Aim of the exercise: Entries follow. Give back exactly the lines starting at the one containing "Newest first (overrides" and ending at the one containing "Dosage, free text (e.g.", and no other lines.
=== Section Start ===
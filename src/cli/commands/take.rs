use crate::cli::parser::Commands;
use crate::config::Config;
use crate::core::dose::DoseLogic;
use crate::core::medication::MedicationLogic;
use crate::db::initialize::open_db;
use crate::errors::AppResult;
use crate::ui::messages::success;
use crate::utils::date::{format_millis, now_ms, parse_at, to_millis, today};
use chrono::Local;

pub fn handle(cmd: &Commands, cfg: &Config) -> AppResult<()> {
    if let Commands::Take { medication_id, at } = cmd {
        let timestamp = match at {
            Some(when) => to_millis(&Local, parse_at(when, today())?)?,
            None => now_ms(),
        };

        let pool = open_db(&cfg.database)?;
        let log_id = DoseLogic::take(&pool, *medication_id, timestamp)?;
        let med = MedicationLogic::get(&pool, *medication_id)?;

        success(format!(
            "💊 {} taken at {} (log #{}).",
            med.label(),
            format_millis(timestamp, "%Y-%m-%d %H:%M"),
            log_id
        ));
    }

    Ok(())
}
// src/export/model.rs

use crate::models::timeline::DaySchedule;
use crate::utils::date::format_millis;
use serde::Serialize;

/// Flat row for exporting timeline events (one per logged dose).
#[derive(Serialize, Clone, Debug, PartialEq, Eq)]
pub struct DoseExport {
    pub log_id: i64,
    pub date: String,
    pub time: String,
    pub timestamp: i64,
    pub medication_id: i64,
    pub medication: String,
    pub dosage: String,
    pub frequency: String,
    pub dose_number: usize,
    pub total_doses: usize,
}

/// Flatten day schedules into export rows, keeping their order.
pub(crate) fn rows_from_days(days: &[DaySchedule]) -> Vec<DoseExport> {
    days.iter()
        .flat_map(|day| {
            day.events.iter().map(move |e| DoseExport {
                log_id: e.log_id,
                date: day.date.format("%Y-%m-%d").to_string(),
                time: format_millis(e.timestamp, "%H:%M"),
                timestamp: e.timestamp,
                medication_id: e.medication.id,
                medication: e.medication.name.clone(),
                dosage: e.medication.dosage.clone(),
                frequency: e.medication.frequency.clone(),
                dose_number: e.dose_number,
                total_doses: e.total_doses,
            })
        })
        .collect()
}
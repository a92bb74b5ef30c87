use serde::Serialize;

#[derive(Debug, Clone, PartialEq, Eq, Serialize)]
pub struct Medication {
    pub id: i64,           // ⇔ medications.id (generated)
    pub name: String,      // ⇔ medications.name
    pub dosage: String,    // ⇔ medications.dosage, free text ("500 mg")
    pub frequency: String, // ⇔ medications.frequency, free text ("Twice a day")
}

impl Medication {
    /// Medication not yet stored: id 0 means "let SQLite generate it".
    pub fn new(name: &str, dosage: &str, frequency: &str) -> Self {
        Self {
            id: 0,
            name: name.trim().to_string(),
            dosage: dosage.trim().to_string(),
            frequency: frequency.trim().to_string(),
        }
    }

    /// "Ibuprofen (200 mg)" or just the name when no dosage is set.
    pub fn label(&self) -> String {
        if self.dosage.is_empty() {
            self.name.clone()
        } else {
            format!("{} ({})", self.name, self.dosage)
        }
    }
}
use super::medication::Medication;
use chrono::NaiveDate;
use serde::Serialize;

/// A logged dose joined to its medication, with its rank among the same
/// medication's doses on the same calendar day.
#[derive(Debug, Clone, PartialEq, Eq, Serialize)]
pub struct TimelineEvent {
    pub log_id: i64,
    pub medication: Medication,
    pub timestamp: i64,
    pub dose_number: usize, // 1-based
    pub total_doses: usize,
}

/// All events of one calendar day.
#[derive(Debug, Clone, PartialEq, Eq, Serialize)]
pub struct DaySchedule {
    pub date: NaiveDate,
    pub day_start: i64, // epoch ms of local midnight
    pub day_number: String,  // "04"
    pub month_short: String, // "OCT"
    pub events: Vec<TimelineEvent>,
}

/// Everything the timeline screen renders.
#[derive(Debug, Clone, Serialize)]
pub struct TimelineView {
    pub medications: Vec<Medication>,
    pub days: Vec<DaySchedule>,
    pub selected_date: NaiveDate,
    pub month_label: String, // "October"
}

impl TimelineView {
    pub fn is_empty(&self) -> bool {
        self.days.is_empty()
    }

    pub fn event_count(&self) -> usize {
        self.days.iter().map(|d| d.events.len()).sum()
    }
}
pub mod medication;
pub mod medication_log;
pub mod timeline;
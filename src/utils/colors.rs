/// ANSI color helper utilities for terminal output.
pub const RESET: &str = "\x1b[0m";

pub const GREY: &str = "\x1b[90m";
pub const GREEN: &str = "\x1b[32m";
pub const YELLOW: &str = "\x1b[33m";
pub const CYAN: &str = "\x1b[36m";
pub const MAGENTA: &str = "\x1b[35m";

/// Dose badge colour: the last dose of the day stands out.
pub fn color_for_dose(dose_number: usize, total: usize) -> &'static str {
    if total > 1 && dose_number == total {
        GREEN
    } else if dose_number == 1 {
        CYAN
    } else {
        YELLOW
    }
}

/// Greys out empty cells ("" or "--").
pub fn colorize_optional(value: &str) -> String {
    if value.trim().is_empty() || value.trim() == "--" {
        format!("{GREY}{value}{RESET}")
    } else {
        value.to_string()
    }
}
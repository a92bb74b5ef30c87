use crate::export::ExportFormat;
use clap::{Parser, Subcommand};

/// Command-line interface definition for medtracker
/// CLI application to record medications and doses with SQLite
#[derive(Parser)]
#[command(
    name = "medtracker",
    version = env!("CARGO_PKG_VERSION"),
    about = "A simple medication tracker: record medications, log doses and review a day-by-day timeline",
    long_about = None
)]
pub struct Cli {
    /// Override database path (useful for tests or custom DB)
    #[arg(global = true, long = "db")]
    pub db: Option<String>,

    /// Run in test mode (no config file update)
    #[arg(global = true, long = "test", hide = true)]
    pub test: bool,

    #[command(subcommand)]
    pub command: Commands,
}

#[derive(Subcommand)]
pub enum Commands {
    /// Initialize the database and configuration
    Init,

    /// Manage the configuration file (view or edit)
    Config {
        #[arg(long = "print", help = "Print the current configuration")]
        print_config: bool,

        #[arg(
            long = "edit",
            help = "Edit the configuration file (default editor: $EDITOR, or nano/notepad)"
        )]
        edit_config: bool,

        #[arg(
            long = "editor",
            help = "Specify the editor to use (vim, nano, or custom path)"
        )]
        editor: Option<String>,
    },

    /// Manage the database (migrations, integrity checks, etc.)
    Db {
        #[arg(long = "migrate", help = "Run pending database migrations")]
        migrate: bool,

        #[arg(long = "check", help = "Check database integrity and foreign keys")]
        check: bool,

        #[arg(long = "vacuum", help = "Optimize the database using VACUUM")]
        vacuum: bool,

        #[arg(long = "info", help = "Show database information")]
        info: bool,
    },

    /// Print the internal log table
    Log {
        #[arg(long = "print", help = "Print rows from the internal log table")]
        print: bool,
    },

    /// Manage medications
    #[command(subcommand)]
    Med(MedCommands),

    /// Log a dose of a medication as taken
    Take {
        /// Medication id (see `med list`)
        medication_id: i64,

        /// When the dose was taken: "YYYY-MM-DD HH:MM" or "HH:MM" (today).
        /// Defaults to now.
        #[arg(long = "at", value_name = "WHEN")]
        at: Option<String>,
    },

    /// Inspect or delete logged doses
    #[command(subcommand)]
    Dose(DoseCommands),

    /// Show the dose timeline grouped by day
    Timeline {
        /// Period to show.
        ///
        /// Supported values:
        /// - YYYY-MM       → that month (e.g. "2025-10")
        /// - YYYY-MM-DD    → the month containing that day
        /// - month         → the current month
        /// - recent        → yesterday and today
        /// - all           → the whole archive
        ///
        /// If omitted, `default_window` from the configuration is used.
        #[arg(long, short)]
        period: Option<String>,

        /// Newest first (overrides `timeline_order`)
        #[arg(long, conflicts_with = "asc")]
        desc: bool,

        /// Oldest first (overrides `timeline_order`)
        #[arg(long)]
        asc: bool,
    },

    /// Create a backup copy of the database
    Backup {
        /// Destination file path (absolute path required)
        #[arg(long, value_name = "FILE")]
        file: String,

        /// Compress the backup (zip on Windows, tar.gz on Unix)
        #[arg(long)]
        compress: bool,

        /// Overwrite the destination without confirmation
        #[arg(long, short = 'f')]
        force: bool,
    },

    /// Export logged doses with their dose numbers
    Export {
        /// Export format
        #[arg(long, value_enum, value_name = "FORMAT", default_value = "csv")]
        format: ExportFormat,

        /// Output file path (absolute path required)
        #[arg(long, value_name = "FILE")]
        file: String,

        /// Period to export (same values as `timeline --period`).
        /// If omitted, everything is exported.
        #[arg(long, short, value_name = "PERIOD")]
        period: Option<String>,

        /// Overwrite output file without confirmation
        #[arg(long, short = 'f')]
        force: bool,
    },
}

#[derive(Subcommand)]
pub enum MedCommands {
    /// Add a medication
    Add {
        /// Display name
        name: String,

        /// Dosage, free text (e.g. "500 mg")
        #[arg(long, default_value = "")]
        dosage: String,

        /// Frequency, free text (e.g. "Twice a day")
        #[arg(long, default_value = "")]
        frequency: String,
    },

    /// List medications
    List,

    /// Edit a medication in place (its dose logs are kept)
    Edit {
        id: i64,

        #[arg(long)]
        name: Option<String>,

        #[arg(long)]
        dosage: Option<String>,

        #[arg(long)]
        frequency: Option<String>,
    },

    /// Delete a medication together with all of its dose logs
    Del {
        id: i64,

        /// Do not ask for confirmation
        #[arg(long, short = 'y')]
        yes: bool,
    },
}

#[derive(Subcommand)]
pub enum DoseCommands {
    /// Dose history of a medication, newest first
    List { medication_id: i64 },

    /// Delete one dose log (no-op if the id does not exist)
    Del { log_id: i64 },
}
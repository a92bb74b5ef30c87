pub mod backup;
pub mod config;
pub mod db;
pub mod dose;
pub mod export;
pub mod init;
pub mod log;
pub mod med;
pub mod take;
pub mod timeline;
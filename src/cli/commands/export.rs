use crate::cli::commands::timeline::resolve_window;
use crate::cli::parser::Commands;
use crate::config::Config;
use crate::core::window::Window;
use crate::db::initialize::open_db;
use crate::errors::AppResult;
use crate::export::ExportLogic;
use crate::utils::date::today;
use chrono::Local;

pub fn handle(cmd: &Commands, cfg: &Config) -> AppResult<()> {
    if let Commands::Export {
        format,
        file,
        period,
        force,
    } = cmd
    {
        // Unlike `timeline`, no period means the whole archive.
        let window = match period {
            Some(_) => resolve_window(period, cfg)?,
            None => Window::All,
        };

        let pool = open_db(&cfg.database)?;
        ExportLogic::export(&pool, *format, file, window, &Local, today(), *force)?;
    }

    Ok(())
}
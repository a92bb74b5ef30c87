use crate::db::migrate::run_pending_migrations;
use crate::db::pool::DbPool;
use crate::errors::AppResult;
use rusqlite::Connection;

/// Initialize the database.
/// Schema creation and upgrades are owned by the migration engine.
pub fn init_db(conn: &Connection) -> AppResult<()> {
    run_pending_migrations(conn)?;
    Ok(())
}

/// Open the configured database and bring its schema up to date.
pub fn open_db(path: &str) -> AppResult<DbPool> {
    let pool = DbPool::new(path)?;
    init_db(&pool.conn)?;
    Ok(pool)
}
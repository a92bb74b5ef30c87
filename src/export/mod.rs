// src/export/mod.rs

mod fs_utils;
mod json_csv;
pub mod logic;
mod model;

pub use logic::ExportLogic;
pub use model::DoseExport;

use crate::ui::messages::success;
use clap::ValueEnum;
use std::path::Path;

/// Shared completion message for every export format.
pub(crate) fn notify_export_success(label: &str, path: &Path) {
    success(format!("{label} export completed: {}", path.display()));
}

#[derive(Clone, Copy, Debug, PartialEq, Eq, ValueEnum)]
pub enum ExportFormat {
    Csv,
    Json,
}

impl ExportFormat {
    pub fn as_str(&self) -> &'static str {
        match self {
            ExportFormat::Csv => "csv",
            ExportFormat::Json => "json",
        }
    }
}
=== Section End ===
Reply to the task:
        /// Newest first (overrides `timeline_order`)
        #[arg(long, conflicts_with = "asc")]
        desc: bool,

        /// Oldest first (overrides `timeline_order`)
        #[arg(long)]
        asc: bool,
    },

    /// Create a backup copy of the database
    Backup {
        /// Destination file path (absolute path required)
        #[arg(long, value_name = "FILE")]
        file: String,

        /// Compress the backup (zip on Windows, tar.gz on Unix)
        #[arg(long)]
        compress: bool,

        /// Overwrite the destination without confirmation
        #[arg(long, short = 'f')]
        force: bool,
    },

    /// Export logged doses with their dose numbers
    Export {
        /// Export format
        #[arg(long, value_enum, value_name = "FORMAT", default_value = "csv")]
        format: ExportFormat,

        /// Output file path (absolute path required)
        #[arg(long, value_name = "FILE")]
        file: String,

        /// Period to export (same values as `timeline --period`).
        /// If omitted, everything is exported.
        #[arg(long, short, value_name = "PERIOD")]
        period: Option<String>,

        /// Overwrite output file without confirmation
        #[arg(long, short = 'f')]
        force: bool,
    },
}

#[derive(Subcommand)]
pub enum MedCommands {
    /// Add a medication
    Add {
        /// Display name
        name: String,

        /// Dosage, free text (e.g. "500 mg")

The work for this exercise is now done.